Two forces are confronting each other in the US stock market: the bulls
represented by investors who redeem shares and the bears represented by the
Fed.
The buybacks amount are rapidly increasing and it is likely to make up $145
billion soon. The Federal Reserve is trying to stop further growth of the
indices. The quantitative tightening reached its peak phase a month ago. The
Federal Reserve is shrinking its balance sheet by $50 billion per month. The
balance sheet declined by $33.8 billion only for one week ended October 31.
This was the highest reduction rate per month.
The Federal Reserve’s balance sheet shrank to $4.140 trillion, the lowest level since February 2014. Moreover, the Fed also reinvests the income earned by the repayment of bonds.
It is next to impossible to predict when the loss of liquidity will affect the market. Last week the stock market prices surged upwards despite the record reduction in the Fed's balance sheet. This might have happened due to the effect of share repurchases. Anyway, the Fed is gradually winding down its balance and this will support the American dollar.

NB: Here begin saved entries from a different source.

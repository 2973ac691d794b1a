use super::context::ScmContext;
use super::http::{build_client, check_status, endpoint, parse_base_url, read_json, transport_error};
use super::scm_interface::{
    CreateDirectoryOptions, CreateRepositoryOptions, CreateTeamOptions, Directory, OrgMembership,
    OrgRole, Organization, ScmError, ScmProvider, ScmRepository, Team, TeamMembershipOptions,
    TeamRole,
};
use crate::domain::value_objects::scm_type::ScmType;
use async_trait::async_trait;
use reqwest::{Method, RequestBuilder, Response, StatusCode};
use serde::Deserialize;
use serde_json::json;
use std::time::Duration;
use tracing::debug;
use url::Url;

/// GitLab access levels
const DEVELOPER_ACCESS: u32 = 30;
const MAINTAINER_ACCESS: u32 = 40;
const OWNER_ACCESS: u32 = 50;

#[derive(Debug, Deserialize)]
struct GlGroup {
    id: u64,
    name: String,
    #[serde(default)]
    path: String,
    full_path: String,
}

#[derive(Debug, Deserialize)]
struct GlUser {
    id: u64,
}

#[derive(Debug, Deserialize)]
struct GlNamespace {
    full_path: String,
}

#[derive(Debug, Deserialize)]
struct GlProject {
    id: u64,
    path: String,
    namespace: GlNamespace,
    web_url: String,
    #[serde(default)]
    http_url_to_repo: String,
}

impl From<GlGroup> for Organization {
    fn from(group: GlGroup) -> Self {
        Self {
            id: group.id,
            path: group.full_path,
            name: group.name,
        }
    }
}

impl From<GlGroup> for Directory {
    fn from(group: GlGroup) -> Self {
        Self {
            id: group.id,
            path: group.full_path,
            name: group.name,
        }
    }
}

impl From<GlGroup> for Team {
    fn from(group: GlGroup) -> Self {
        Self {
            id: group.id,
            slug: group.path,
            name: group.name,
        }
    }
}

impl From<GlProject> for ScmRepository {
    fn from(project: GlProject) -> Self {
        Self {
            id: project.id,
            name: project.path,
            owner: project.namespace.full_path,
            html_url: project.web_url,
            clone_url: project.http_url_to_repo,
        }
    }
}

fn team_access_level(role: TeamRole) -> u32 {
    match role {
        TeamRole::Member => DEVELOPER_ACCESS,
        TeamRole::Maintainer => MAINTAINER_ACCESS,
    }
}

fn org_access_level(role: OrgRole) -> u32 {
    match role {
        OrgRole::Member => DEVELOPER_ACCESS,
        OrgRole::Admin => OWNER_ACCESS,
    }
}

/// GitLab's "already taken" validation errors come back as 400
fn taken_as_conflict(resource: &str, err: ScmError) -> ScmError {
    match err {
        ScmError::Provider { status, message }
            if status == StatusCode::BAD_REQUEST.as_u16()
                && message.contains("has already been taken") =>
        {
            ScmError::conflict(resource, message)
        }
        other => other,
    }
}

/// GitLab implementation of the SCM capability contract
///
/// Organizations and directories are groups, teams are subgroups of the
/// course group and repositories are projects.
pub struct GitlabScm {
    http: reqwest::Client,
    base_url: Url,
    token: String,
}

impl GitlabScm {
    /// Create a client for a self-hosted instance; `base_url` must include `/api/v4/`
    pub fn with_base_url(
        base_url: &str,
        token: impl Into<String>,
        timeout: Duration,
    ) -> Result<Self, ScmError> {
        Ok(Self {
            http: build_client(timeout)?,
            base_url: parse_base_url(base_url)?,
            token: token.into(),
        })
    }

    fn request(&self, method: Method, segments: &[&str]) -> Result<RequestBuilder, ScmError> {
        let url = endpoint(&self.base_url, segments)?;
        debug!(%method, %url, "gitlab request");
        Ok(self.http.request(method, url).bearer_auth(&self.token))
    }

    async fn send(
        &self,
        ctx: &ScmContext,
        resource: &str,
        request: RequestBuilder,
    ) -> Result<Response, ScmError> {
        ctx.run(async {
            let resp = request.send().await.map_err(transport_error)?;
            check_status(ScmType::Gitlab, resource, resp).await
        })
        .await
    }

    async fn user_id(&self, ctx: &ScmContext, username: &str) -> Result<u64, ScmError> {
        let request = self
            .request(Method::GET, &["users"])?
            .query(&[("username", username)]);
        let resp = self
            .send(ctx, &format!("user {}", username), request)
            .await?;
        read_json::<Vec<GlUser>>(resp)
            .await?
            .first()
            .map(|u| u.id)
            .ok_or_else(|| ScmError::not_found(format!("user {}", username)))
    }

    async fn get_group(&self, ctx: &ScmContext, id_or_path: &str) -> Result<GlGroup, ScmError> {
        let request = self.request(Method::GET, &["groups", id_or_path])?;
        let resp = self
            .send(ctx, &format!("group {}", id_or_path), request)
            .await?;
        read_json(resp).await
    }
}

#[async_trait]
impl ScmProvider for GitlabScm {
    fn scm_type(&self) -> ScmType {
        ScmType::Gitlab
    }

    async fn get_organization(
        &self,
        ctx: &ScmContext,
        org_id: u64,
    ) -> Result<Organization, ScmError> {
        let group = self.get_group(ctx, &org_id.to_string()).await?;
        Ok(group.into())
    }

    async fn add_team_member(
        &self,
        ctx: &ScmContext,
        opts: &TeamMembershipOptions,
    ) -> Result<(), ScmError> {
        let user_id = self.user_id(ctx, &opts.username).await?;
        let team_path = format!("{}/{}", opts.organization.path, opts.team_slug);
        let request = self
            .request(Method::POST, &["groups", &team_path, "members"])?
            .json(&json!({
                "user_id": user_id,
                "access_level": team_access_level(opts.role),
            }));
        match self
            .send(ctx, &format!("group {}", team_path), request)
            .await
        {
            Ok(_) => Ok(()),
            // 409 means "Member already exists"
            Err(e) if e.is_conflict() => Ok(()),
            Err(e) => Err(e),
        }
    }

    async fn remove_team_member(
        &self,
        ctx: &ScmContext,
        opts: &TeamMembershipOptions,
    ) -> Result<(), ScmError> {
        let user_id = match self.user_id(ctx, &opts.username).await {
            Ok(id) => id,
            Err(e) if e.is_not_found() => return Ok(()),
            Err(e) => return Err(e),
        };
        let team_path = format!("{}/{}", opts.organization.path, opts.team_slug);
        let uid = user_id.to_string();
        let request = self.request(Method::DELETE, &["groups", &team_path, "members", &uid])?;
        match self
            .send(ctx, &format!("membership of {} in {}", opts.username, team_path), request)
            .await
        {
            Ok(_) => Ok(()),
            Err(e) if e.is_not_found() => Ok(()),
            Err(e) => Err(e),
        }
    }

    async fn update_org_membership(
        &self,
        ctx: &ScmContext,
        opts: &OrgMembership,
    ) -> Result<(), ScmError> {
        let user_id = self.user_id(ctx, &opts.username).await?;
        let group_id = opts.organization.id.to_string();
        let uid = user_id.to_string();
        let access_level = org_access_level(opts.role);
        let resource = format!("membership of {} in {}", opts.username, opts.organization.path);

        let update = self
            .request(Method::PUT, &["groups", &group_id, "members", &uid])?
            .json(&json!({ "access_level": access_level }));
        match self.send(ctx, &resource, update).await {
            Ok(_) => Ok(()),
            Err(e) if e.is_not_found() => {
                // Not yet a direct member of the group
                let add = self
                    .request(Method::POST, &["groups", &group_id, "members"])?
                    .json(&json!({ "user_id": user_id, "access_level": access_level }));
                self.send(ctx, &resource, add).await?;
                Ok(())
            }
            Err(e) => Err(e),
        }
    }

    async fn create_repository(
        &self,
        ctx: &ScmContext,
        opts: &CreateRepositoryOptions,
    ) -> Result<ScmRepository, ScmError> {
        let visibility = if opts.private { "private" } else { "public" };
        let resource = format!("project {}/{}", opts.organization.path, opts.name);
        let request = self.request(Method::POST, &["projects"])?.json(&json!({
            "name": opts.name,
            "path": opts.name,
            "namespace_id": opts.organization.id,
            "visibility": visibility,
            "description": opts.description,
        }));
        let resp = self
            .send(ctx, &resource, request)
            .await
            .map_err(|e| taken_as_conflict(&resource, e))?;
        Ok(read_json::<GlProject>(resp).await?.into())
    }

    async fn get_repository(
        &self,
        ctx: &ScmContext,
        org: &Organization,
        name: &str,
    ) -> Result<ScmRepository, ScmError> {
        let project_path = format!("{}/{}", org.path, name);
        let request = self.request(Method::GET, &["projects", &project_path])?;
        let resp = self
            .send(ctx, &format!("project {}", project_path), request)
            .await?;
        Ok(read_json::<GlProject>(resp).await?.into())
    }

    async fn create_team(
        &self,
        ctx: &ScmContext,
        opts: &CreateTeamOptions,
    ) -> Result<Team, ScmError> {
        let org = &opts.organization;
        let slug = opts.name.to_lowercase();
        let resource = format!("group {}/{}", org.path, slug);
        let request = self.request(Method::POST, &["groups"])?.json(&json!({
            "name": opts.name,
            "path": slug,
            "parent_id": org.id,
            "visibility": "private",
        }));
        let resp = self
            .send(ctx, &resource, request)
            .await
            .map_err(|e| taken_as_conflict(&resource, e))?;
        let team: Team = read_json::<GlGroup>(resp).await?.into();

        for repo in &opts.repositories {
            self.grant_team_repository(ctx, org, &team, repo).await?;
        }
        for user in &opts.users {
            let membership = TeamMembershipOptions::new(org.clone(), team.slug.clone(), user.clone());
            self.add_team_member(ctx, &membership).await?;
        }

        Ok(team)
    }

    async fn get_team(
        &self,
        ctx: &ScmContext,
        org: &Organization,
        slug: &str,
    ) -> Result<Team, ScmError> {
        let group = self
            .get_group(ctx, &format!("{}/{}", org.path, slug))
            .await?;
        Ok(group.into())
    }

    /// Shares the project with the team's subgroup
    async fn grant_team_repository(
        &self,
        ctx: &ScmContext,
        org: &Organization,
        team: &Team,
        repo: &str,
    ) -> Result<(), ScmError> {
        let project_path = format!("{}/{}", org.path, repo);
        let request = self
            .request(Method::POST, &["projects", &project_path, "share"])?
            .json(&json!({ "group_id": team.id, "group_access": DEVELOPER_ACCESS }));
        match self
            .send(ctx, &format!("project {}", project_path), request)
            .await
        {
            Ok(_) => Ok(()),
            // 409 means the project is already shared with the group
            Err(e) if e.is_conflict() => Ok(()),
            Err(e) => Err(e),
        }
    }

    async fn list_directories(&self, ctx: &ScmContext) -> Result<Vec<Directory>, ScmError> {
        let request = self
            .request(Method::GET, &["groups"])?
            .query(&[("min_access_level", OWNER_ACCESS.to_string())]);
        let resp = self.send(ctx, "groups", request).await?;
        let groups = read_json::<Vec<GlGroup>>(resp).await?;
        Ok(groups.into_iter().map(Directory::from).collect())
    }

    async fn create_directory(
        &self,
        ctx: &ScmContext,
        opts: &CreateDirectoryOptions,
    ) -> Result<Directory, ScmError> {
        let visibility = if opts.public { "public" } else { "private" };
        let resource = format!("group {}", opts.path);
        let request = self.request(Method::POST, &["groups"])?.json(&json!({
            "name": opts.name,
            "path": opts.path,
            "visibility": visibility,
        }));
        let resp = self
            .send(ctx, &resource, request)
            .await
            .map_err(|e| taken_as_conflict(&resource, e))?;
        Ok(read_json::<GlGroup>(resp).await?.into())
    }

    async fn get_directory(&self, ctx: &ScmContext, id: u64) -> Result<Directory, ScmError> {
        let group = self.get_group(ctx, &id.to_string()).await?;
        Ok(group.into())
    }
}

On Monday, at the end of the trading day, stock indices climbed 0.5%, except for NASDAQ which lost 0.4%. The leader traded in the red was FANG Stock which lost from 1% to 3%. The US dollar index which measures the greenback against a basket of six major currencies declined.
If the US currency continues growing, it will accelerate and it is more likely that US dollar indices will be much higher.